▸ **Action item**
In the data, find the word "Local" and copy out every line that has it.

▸ **Data for analysis**
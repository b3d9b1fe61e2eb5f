//! Shared types for the rollcalld API

use chrono::{DateTime, Local};
use rollcall_util::{CaptureWindow, PeriodId, RollcallError};
use serde::{Deserialize, Serialize};
use std::fmt;
use std::path::PathBuf;
use std::str::FromStr;

/// Smallest accepted class size
pub const MIN_STUDENT_COUNT: u32 = 1;

/// Largest accepted class size
pub const MAX_STUDENT_COUNT: u32 = 100;

/// Lifecycle status of a period
#[derive(Debug, Clone, Copy, PartialEq, Eq, Hash, Serialize, Deserialize)]
#[serde(rename_all = "snake_case")]
pub enum PeriodStatus {
    /// Eligible for automatic attempts while its window is open
    Waiting,
    /// An attempt pipeline is in flight
    Detecting,
    Completed,
    Skipped,
    /// Window elapsed without a successful attempt
    TimedOut,
}

impl PeriodStatus {
    /// Terminal states never receive automatic attempts
    pub fn is_terminal(&self) -> bool {
        matches!(self, Self::Completed | Self::Skipped | Self::TimedOut)
    }

    pub fn as_str(&self) -> &'static str {
        match self {
            Self::Waiting => "waiting",
            Self::Detecting => "detecting",
            Self::Completed => "completed",
            Self::Skipped => "skipped",
            Self::TimedOut => "timed_out",
        }
    }
}

impl fmt::Display for PeriodStatus {
    fn fmt(&self, f: &mut fmt::Formatter<'_>) -> fmt::Result {
        f.write_str(self.as_str())
    }
}

/// Headcount policy
#[derive(Debug, Clone, Copy, PartialEq, Eq, Hash, Serialize, Deserialize)]
#[serde(rename_all = "lowercase")]
pub enum VerificationMode {
    /// Detected count must equal the threshold
    Exact,
    /// Detected count must reach 90% of the threshold, truncated
    Flexible,
}

impl VerificationMode {
    pub fn as_str(&self) -> &'static str {
        match self {
            Self::Exact => "exact",
            Self::Flexible => "flexible",
        }
    }
}

impl fmt::Display for VerificationMode {
    fn fmt(&self, f: &mut fmt::Formatter<'_>) -> fmt::Result {
        f.write_str(self.as_str())
    }
}

impl FromStr for VerificationMode {
    type Err = RollcallError;

    fn from_str(s: &str) -> Result<Self, Self::Err> {
        match s.to_lowercase().as_str() {
            "exact" => Ok(Self::Exact),
            "flexible" => Ok(Self::Flexible),
            other => Err(RollcallError::config(format!(
                "unknown verification mode '{}' (expected \"exact\" or \"flexible\")",
                other
            ))),
        }
    }
}

/// Settings the orchestrator reads when evaluating an attempt
#[derive(Debug, Clone, Copy, PartialEq, Serialize, Deserialize)]
pub struct VerificationSettings {
    pub mode: VerificationMode,
    pub student_count: u32,
    /// Minimum detector confidence for a face to count
    pub min_score: f32,
}

impl VerificationSettings {
    pub fn validate(&self) -> Result<(), RollcallError> {
        if !(MIN_STUDENT_COUNT..=MAX_STUDENT_COUNT).contains(&self.student_count) {
            return Err(RollcallError::InvalidStudentCount(self.student_count));
        }
        Ok(())
    }

    /// Required headcount: every student plus one instructor
    pub fn threshold(&self) -> u32 {
        self.student_count + 1
    }
}

/// Kind of storage failure, distinguished so operators can be alerted
#[derive(Debug, Clone, Copy, PartialEq, Eq, Hash, Serialize, Deserialize)]
#[serde(rename_all = "snake_case")]
pub enum StorageErrorKind {
    PermissionDenied,
    OutOfSpace,
    Other,
}

impl fmt::Display for StorageErrorKind {
    fn fmt(&self, f: &mut fmt::Formatter<'_>) -> fmt::Result {
        match self {
            Self::PermissionDenied => f.write_str("permission denied"),
            Self::OutOfSpace => f.write_str("out of space"),
            Self::Other => f.write_str("storage failure"),
        }
    }
}

/// What started an attempt
#[derive(Debug, Clone, Copy, PartialEq, Eq, Serialize, Deserialize)]
#[serde(rename_all = "snake_case")]
pub enum AttemptTrigger {
    Automatic,
    Manual,
}

/// Result of one attempt pipeline
#[derive(Debug, Clone, PartialEq, Serialize, Deserialize)]
#[serde(tag = "result", rename_all = "snake_case")]
pub enum AttemptResult {
    Completed { file: PathBuf },
    ConditionNotMet,
    CaptureFailed { error: String },
    DetectionFailed { error: String },
    StorageFailed { kind: StorageErrorKind, error: String },
}

impl AttemptResult {
    pub fn is_success(&self) -> bool {
        matches!(self, Self::Completed { .. })
    }
}

/// Record of the most recent attempt on a period
#[derive(Debug, Clone, PartialEq, Serialize, Deserialize)]
pub struct AttemptSummary {
    pub period: PeriodId,
    pub at: DateTime<Local>,
    pub trigger: AttemptTrigger,
    /// None when capture or detection failed before a count was produced
    pub detected: Option<u32>,
    pub threshold: u32,
    pub effective_minimum: u32,
    pub mode: VerificationMode,
    pub result: AttemptResult,
    pub note: String,
    /// When the next automatic attempt may run. Always None for manual retries.
    pub next_attempt_at: Option<DateTime<Local>>,
}

/// Operator-facing flag for a period stalled on a resource failure
#[derive(Debug, Clone, PartialEq, Eq, Serialize, Deserialize)]
pub struct Attention {
    pub kind: StorageErrorKind,
    pub message: String,
    pub since: DateTime<Local>,
}

/// How a period should be presented
#[derive(Debug, Clone, PartialEq, Eq, Serialize, Deserialize)]
#[serde(tag = "state", rename_all = "snake_case")]
pub enum DisplayState {
    /// Waiting and never attempted
    Idle,
    Detecting,
    /// Waiting after a failed attempt; automatic retries continue
    Retrying {
        last_detected: Option<u32>,
        next_attempt_at: Option<DateTime<Local>>,
    },
    /// Stalled on a storage failure; needs a manual retry
    NeedsAttention { reason: String },
    Completed { file: Option<PathBuf> },
    Skipped,
    TimedOut,
}

/// View of a period for UI display
#[derive(Debug, Clone, Serialize, Deserialize)]
pub struct PeriodView {
    pub period: PeriodId,
    pub label: String,
    pub window: CaptureWindow,
    pub status: PeriodStatus,
    pub display: DisplayState,
    pub last_attempt_at: Option<DateTime<Local>>,
    pub last_attempt: Option<AttemptSummary>,
    pub attention: Option<Attention>,
}

/// Full scheduler state for presentation
#[derive(Debug, Clone, Serialize, Deserialize)]
pub struct SchedulerSnapshot {
    pub api_version: u32,
    pub at: DateTime<Local>,
    pub settings: VerificationSettings,
    pub threshold: u32,
    pub effective_minimum: u32,
    pub periods: Vec<PeriodView>,
}

/// Status column of an attendance record
#[derive(Debug, Clone, Copy, PartialEq, Eq, Serialize, Deserialize)]
#[serde(rename_all = "snake_case")]
pub enum AttendanceStatus {
    Success,
    ConditionNotMet,
    CaptureFailed,
    DetectionFailed,
    StorageFailed,
    Skipped,
}

impl AttendanceStatus {
    pub fn as_str(&self) -> &'static str {
        match self {
            Self::Success => "success",
            Self::ConditionNotMet => "condition_not_met",
            Self::CaptureFailed => "capture_failed",
            Self::DetectionFailed => "detection_failed",
            Self::StorageFailed => "storage_failed",
            Self::Skipped => "skipped",
        }
    }
}

impl FromStr for AttendanceStatus {
    type Err = String;

    fn from_str(s: &str) -> Result<Self, Self::Err> {
        match s {
            "success" => Ok(Self::Success),
            "condition_not_met" => Ok(Self::ConditionNotMet),
            "capture_failed" => Ok(Self::CaptureFailed),
            "detection_failed" => Ok(Self::DetectionFailed),
            "storage_failed" => Ok(Self::StorageFailed),
            "skipped" => Ok(Self::Skipped),
            other => Err(format!("unknown attendance status: {}", other)),
        }
    }
}

impl fmt::Display for AttendanceStatus {
    fn fmt(&self, f: &mut fmt::Formatter<'_>) -> fmt::Result {
        f.write_str(self.as_str())
    }
}

/// One row of the attendance log
#[derive(Debug, Clone, PartialEq, Eq, Serialize, Deserialize)]
pub struct AttendanceRecord {
    pub timestamp: DateTime<Local>,
    pub period: PeriodId,
    pub period_label: String,
    pub status: AttendanceStatus,
    pub detected_count: u32,
    pub threshold: u32,
    /// Evidence file name, empty when nothing was saved
    pub file_name: String,
    pub note: String,
}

▸ **Finished exercise**
use chrono::{DateTime, Local};
    pub at: DateTime<Local>,
    pub next_attempt_at: Option<DateTime<Local>>,
    pub since: DateTime<Local>,
        next_attempt_at: Option<DateTime<Local>>,
    pub last_attempt_at: Option<DateTime<Local>>,
    pub at: DateTime<Local>,
    pub timestamp: DateTime<Local>,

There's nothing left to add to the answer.